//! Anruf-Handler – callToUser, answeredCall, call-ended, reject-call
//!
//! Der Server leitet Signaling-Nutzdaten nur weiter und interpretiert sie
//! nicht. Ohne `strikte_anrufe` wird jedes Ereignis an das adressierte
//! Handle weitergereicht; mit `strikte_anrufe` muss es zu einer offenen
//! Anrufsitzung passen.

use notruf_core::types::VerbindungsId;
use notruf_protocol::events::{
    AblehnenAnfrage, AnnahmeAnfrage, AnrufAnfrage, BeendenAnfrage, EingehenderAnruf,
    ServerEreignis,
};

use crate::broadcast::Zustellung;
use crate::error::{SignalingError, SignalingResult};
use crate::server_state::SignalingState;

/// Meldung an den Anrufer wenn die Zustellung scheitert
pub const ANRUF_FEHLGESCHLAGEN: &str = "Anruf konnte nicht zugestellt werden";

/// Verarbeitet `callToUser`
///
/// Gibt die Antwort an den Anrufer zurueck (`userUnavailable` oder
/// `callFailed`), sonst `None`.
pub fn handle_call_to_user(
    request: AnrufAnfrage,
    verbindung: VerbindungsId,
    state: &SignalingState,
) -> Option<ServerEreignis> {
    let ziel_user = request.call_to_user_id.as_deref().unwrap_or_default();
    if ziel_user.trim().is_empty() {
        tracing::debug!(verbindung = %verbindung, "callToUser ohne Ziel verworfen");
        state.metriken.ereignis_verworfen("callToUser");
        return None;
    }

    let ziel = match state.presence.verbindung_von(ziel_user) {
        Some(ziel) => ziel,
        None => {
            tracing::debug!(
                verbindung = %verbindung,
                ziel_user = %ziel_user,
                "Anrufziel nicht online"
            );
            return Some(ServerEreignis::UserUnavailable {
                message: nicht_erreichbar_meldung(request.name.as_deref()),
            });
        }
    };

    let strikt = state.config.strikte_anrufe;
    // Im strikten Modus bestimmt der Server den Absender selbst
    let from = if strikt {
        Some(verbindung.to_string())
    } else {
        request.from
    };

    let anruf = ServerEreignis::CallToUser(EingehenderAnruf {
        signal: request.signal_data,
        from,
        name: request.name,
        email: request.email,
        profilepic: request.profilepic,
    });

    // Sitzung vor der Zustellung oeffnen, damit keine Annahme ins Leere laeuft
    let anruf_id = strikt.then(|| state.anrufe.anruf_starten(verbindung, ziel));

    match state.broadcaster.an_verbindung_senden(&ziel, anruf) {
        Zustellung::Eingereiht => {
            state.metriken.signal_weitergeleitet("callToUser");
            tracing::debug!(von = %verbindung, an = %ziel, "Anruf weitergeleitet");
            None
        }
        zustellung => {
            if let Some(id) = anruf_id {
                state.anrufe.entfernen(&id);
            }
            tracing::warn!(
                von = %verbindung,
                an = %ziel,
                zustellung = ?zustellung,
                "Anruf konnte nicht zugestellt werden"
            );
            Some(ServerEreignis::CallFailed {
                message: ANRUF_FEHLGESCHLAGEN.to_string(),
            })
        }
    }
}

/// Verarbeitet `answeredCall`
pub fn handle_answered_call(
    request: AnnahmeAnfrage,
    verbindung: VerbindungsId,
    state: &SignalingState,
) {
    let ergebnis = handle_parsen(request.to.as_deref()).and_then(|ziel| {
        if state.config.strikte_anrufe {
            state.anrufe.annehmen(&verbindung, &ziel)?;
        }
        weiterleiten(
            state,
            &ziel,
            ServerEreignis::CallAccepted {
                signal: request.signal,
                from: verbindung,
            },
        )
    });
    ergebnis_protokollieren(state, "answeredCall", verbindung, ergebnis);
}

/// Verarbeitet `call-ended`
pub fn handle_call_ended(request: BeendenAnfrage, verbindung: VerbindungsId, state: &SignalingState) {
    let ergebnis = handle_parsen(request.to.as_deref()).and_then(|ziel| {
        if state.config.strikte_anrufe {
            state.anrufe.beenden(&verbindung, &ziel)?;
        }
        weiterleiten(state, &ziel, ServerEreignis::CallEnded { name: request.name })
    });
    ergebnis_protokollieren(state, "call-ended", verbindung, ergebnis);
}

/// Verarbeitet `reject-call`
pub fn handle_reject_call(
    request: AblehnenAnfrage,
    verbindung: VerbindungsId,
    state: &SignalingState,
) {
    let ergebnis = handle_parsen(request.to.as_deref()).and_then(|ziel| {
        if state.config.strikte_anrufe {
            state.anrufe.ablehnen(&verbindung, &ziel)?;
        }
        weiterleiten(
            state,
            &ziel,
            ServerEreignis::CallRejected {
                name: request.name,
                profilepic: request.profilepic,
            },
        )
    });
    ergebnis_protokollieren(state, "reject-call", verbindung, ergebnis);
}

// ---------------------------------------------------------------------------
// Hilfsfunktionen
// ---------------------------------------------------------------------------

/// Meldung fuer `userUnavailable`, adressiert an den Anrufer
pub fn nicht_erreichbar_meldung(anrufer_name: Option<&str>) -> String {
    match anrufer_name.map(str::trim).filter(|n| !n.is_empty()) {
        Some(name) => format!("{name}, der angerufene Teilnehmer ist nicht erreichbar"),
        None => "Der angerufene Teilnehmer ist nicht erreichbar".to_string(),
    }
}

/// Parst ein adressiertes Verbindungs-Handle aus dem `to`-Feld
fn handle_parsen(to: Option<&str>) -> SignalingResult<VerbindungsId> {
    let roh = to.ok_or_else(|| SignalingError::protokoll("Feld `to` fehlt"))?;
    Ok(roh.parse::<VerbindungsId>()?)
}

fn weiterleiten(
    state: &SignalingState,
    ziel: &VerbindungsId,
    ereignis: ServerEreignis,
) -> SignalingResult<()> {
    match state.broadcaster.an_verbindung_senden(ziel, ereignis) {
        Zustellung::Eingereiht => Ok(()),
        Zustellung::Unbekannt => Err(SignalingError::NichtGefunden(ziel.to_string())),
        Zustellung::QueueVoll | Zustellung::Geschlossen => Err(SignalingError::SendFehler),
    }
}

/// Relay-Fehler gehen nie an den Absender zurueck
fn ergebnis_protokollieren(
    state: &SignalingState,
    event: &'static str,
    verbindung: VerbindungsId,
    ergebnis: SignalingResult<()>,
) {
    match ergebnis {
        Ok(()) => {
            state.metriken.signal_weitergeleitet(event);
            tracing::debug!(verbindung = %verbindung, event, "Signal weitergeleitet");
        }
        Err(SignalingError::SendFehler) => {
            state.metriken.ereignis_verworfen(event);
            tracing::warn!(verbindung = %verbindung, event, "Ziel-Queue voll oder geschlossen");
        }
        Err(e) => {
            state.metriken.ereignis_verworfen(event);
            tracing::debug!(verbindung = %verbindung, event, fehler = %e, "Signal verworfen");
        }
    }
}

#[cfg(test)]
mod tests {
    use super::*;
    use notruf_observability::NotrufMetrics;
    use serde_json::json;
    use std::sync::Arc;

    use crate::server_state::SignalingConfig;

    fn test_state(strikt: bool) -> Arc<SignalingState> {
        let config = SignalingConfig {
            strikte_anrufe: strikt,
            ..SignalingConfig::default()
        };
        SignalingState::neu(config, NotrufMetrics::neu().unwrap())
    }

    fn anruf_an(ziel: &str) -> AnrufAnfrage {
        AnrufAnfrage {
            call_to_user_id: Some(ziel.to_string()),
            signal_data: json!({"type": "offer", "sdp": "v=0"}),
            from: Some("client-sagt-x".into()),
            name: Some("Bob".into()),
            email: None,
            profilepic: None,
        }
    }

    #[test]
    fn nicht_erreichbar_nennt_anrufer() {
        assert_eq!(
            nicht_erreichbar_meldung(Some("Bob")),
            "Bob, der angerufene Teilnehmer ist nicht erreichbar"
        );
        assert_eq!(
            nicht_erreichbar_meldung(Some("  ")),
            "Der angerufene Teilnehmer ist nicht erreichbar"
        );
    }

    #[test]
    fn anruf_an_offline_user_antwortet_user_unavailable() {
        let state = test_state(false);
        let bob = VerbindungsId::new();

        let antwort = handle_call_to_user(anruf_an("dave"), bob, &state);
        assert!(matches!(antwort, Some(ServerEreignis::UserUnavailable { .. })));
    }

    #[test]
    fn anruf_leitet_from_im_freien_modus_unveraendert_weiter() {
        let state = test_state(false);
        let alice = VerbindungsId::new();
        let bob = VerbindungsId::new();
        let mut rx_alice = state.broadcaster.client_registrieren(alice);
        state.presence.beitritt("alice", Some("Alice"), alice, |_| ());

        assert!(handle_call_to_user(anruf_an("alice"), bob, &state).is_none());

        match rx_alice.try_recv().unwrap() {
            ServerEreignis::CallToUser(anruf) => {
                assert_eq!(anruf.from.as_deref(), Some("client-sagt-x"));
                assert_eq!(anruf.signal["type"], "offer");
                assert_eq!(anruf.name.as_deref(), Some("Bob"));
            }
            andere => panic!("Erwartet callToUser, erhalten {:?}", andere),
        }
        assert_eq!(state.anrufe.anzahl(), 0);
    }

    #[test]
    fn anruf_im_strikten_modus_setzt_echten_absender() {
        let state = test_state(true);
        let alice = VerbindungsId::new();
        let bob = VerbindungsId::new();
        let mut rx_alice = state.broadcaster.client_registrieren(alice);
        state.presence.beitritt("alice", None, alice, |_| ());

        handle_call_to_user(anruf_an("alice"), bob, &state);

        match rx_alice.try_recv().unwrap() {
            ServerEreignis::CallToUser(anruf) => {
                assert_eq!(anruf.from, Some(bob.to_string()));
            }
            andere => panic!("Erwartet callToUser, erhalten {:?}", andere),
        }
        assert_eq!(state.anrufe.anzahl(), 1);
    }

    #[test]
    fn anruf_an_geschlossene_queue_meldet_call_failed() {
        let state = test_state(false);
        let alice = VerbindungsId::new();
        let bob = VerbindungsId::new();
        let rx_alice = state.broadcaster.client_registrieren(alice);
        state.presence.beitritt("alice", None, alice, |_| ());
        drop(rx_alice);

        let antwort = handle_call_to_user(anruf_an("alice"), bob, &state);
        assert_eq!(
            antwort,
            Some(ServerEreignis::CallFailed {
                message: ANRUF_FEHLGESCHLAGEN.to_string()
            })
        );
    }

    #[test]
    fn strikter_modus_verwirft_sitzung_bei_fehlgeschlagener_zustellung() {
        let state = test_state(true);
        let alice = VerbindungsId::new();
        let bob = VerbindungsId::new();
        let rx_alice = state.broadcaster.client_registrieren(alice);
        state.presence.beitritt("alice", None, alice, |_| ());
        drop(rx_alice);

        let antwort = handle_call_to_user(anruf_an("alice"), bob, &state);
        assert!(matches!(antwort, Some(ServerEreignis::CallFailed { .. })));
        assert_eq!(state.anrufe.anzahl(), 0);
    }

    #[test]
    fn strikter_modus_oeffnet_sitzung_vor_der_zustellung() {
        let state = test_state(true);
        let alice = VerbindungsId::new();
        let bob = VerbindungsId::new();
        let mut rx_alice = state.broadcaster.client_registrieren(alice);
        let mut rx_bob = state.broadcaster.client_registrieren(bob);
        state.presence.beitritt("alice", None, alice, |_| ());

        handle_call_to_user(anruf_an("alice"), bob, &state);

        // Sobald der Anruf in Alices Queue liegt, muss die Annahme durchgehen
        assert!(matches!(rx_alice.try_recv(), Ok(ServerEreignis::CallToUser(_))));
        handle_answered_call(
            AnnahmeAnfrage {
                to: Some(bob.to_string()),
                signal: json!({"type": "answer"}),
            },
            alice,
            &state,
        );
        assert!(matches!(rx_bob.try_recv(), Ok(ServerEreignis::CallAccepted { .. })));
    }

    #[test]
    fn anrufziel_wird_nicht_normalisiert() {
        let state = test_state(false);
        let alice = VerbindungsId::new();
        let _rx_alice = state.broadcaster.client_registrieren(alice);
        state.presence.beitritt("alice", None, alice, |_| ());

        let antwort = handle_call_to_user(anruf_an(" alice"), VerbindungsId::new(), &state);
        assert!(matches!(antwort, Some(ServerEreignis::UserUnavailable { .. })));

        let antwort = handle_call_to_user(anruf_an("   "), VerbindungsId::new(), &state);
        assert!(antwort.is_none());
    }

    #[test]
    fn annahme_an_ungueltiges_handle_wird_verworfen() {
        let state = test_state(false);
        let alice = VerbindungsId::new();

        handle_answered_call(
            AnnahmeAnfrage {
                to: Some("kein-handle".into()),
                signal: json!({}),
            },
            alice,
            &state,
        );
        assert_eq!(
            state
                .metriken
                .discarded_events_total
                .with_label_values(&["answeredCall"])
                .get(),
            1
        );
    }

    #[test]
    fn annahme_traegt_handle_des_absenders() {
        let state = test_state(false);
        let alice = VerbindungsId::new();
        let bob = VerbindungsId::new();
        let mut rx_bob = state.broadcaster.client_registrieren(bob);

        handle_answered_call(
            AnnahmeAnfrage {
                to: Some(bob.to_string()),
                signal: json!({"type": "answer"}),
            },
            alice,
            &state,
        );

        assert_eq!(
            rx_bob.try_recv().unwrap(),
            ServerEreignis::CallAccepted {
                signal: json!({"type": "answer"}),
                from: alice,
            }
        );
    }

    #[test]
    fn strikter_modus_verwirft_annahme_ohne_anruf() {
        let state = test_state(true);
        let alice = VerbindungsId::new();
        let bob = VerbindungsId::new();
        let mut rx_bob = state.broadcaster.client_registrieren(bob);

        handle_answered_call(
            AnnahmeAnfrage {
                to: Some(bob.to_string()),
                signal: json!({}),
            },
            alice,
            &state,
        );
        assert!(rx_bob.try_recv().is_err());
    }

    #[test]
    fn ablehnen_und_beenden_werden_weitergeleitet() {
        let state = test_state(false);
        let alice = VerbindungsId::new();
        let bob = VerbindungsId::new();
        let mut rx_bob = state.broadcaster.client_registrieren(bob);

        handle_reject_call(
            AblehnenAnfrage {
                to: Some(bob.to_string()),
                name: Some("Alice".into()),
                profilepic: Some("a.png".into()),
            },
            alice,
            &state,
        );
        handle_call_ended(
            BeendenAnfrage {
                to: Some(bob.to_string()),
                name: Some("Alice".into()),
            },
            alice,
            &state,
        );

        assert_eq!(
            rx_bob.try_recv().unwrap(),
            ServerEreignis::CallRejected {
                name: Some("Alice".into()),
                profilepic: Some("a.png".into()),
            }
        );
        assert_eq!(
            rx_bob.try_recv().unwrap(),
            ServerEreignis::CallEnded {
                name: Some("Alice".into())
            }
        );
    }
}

# [WHAT YOU HAVE TO DO]
Only the number is wanted: how many lines of the material contain the word "crate"?

# [PROBLEM SOLUTION]
4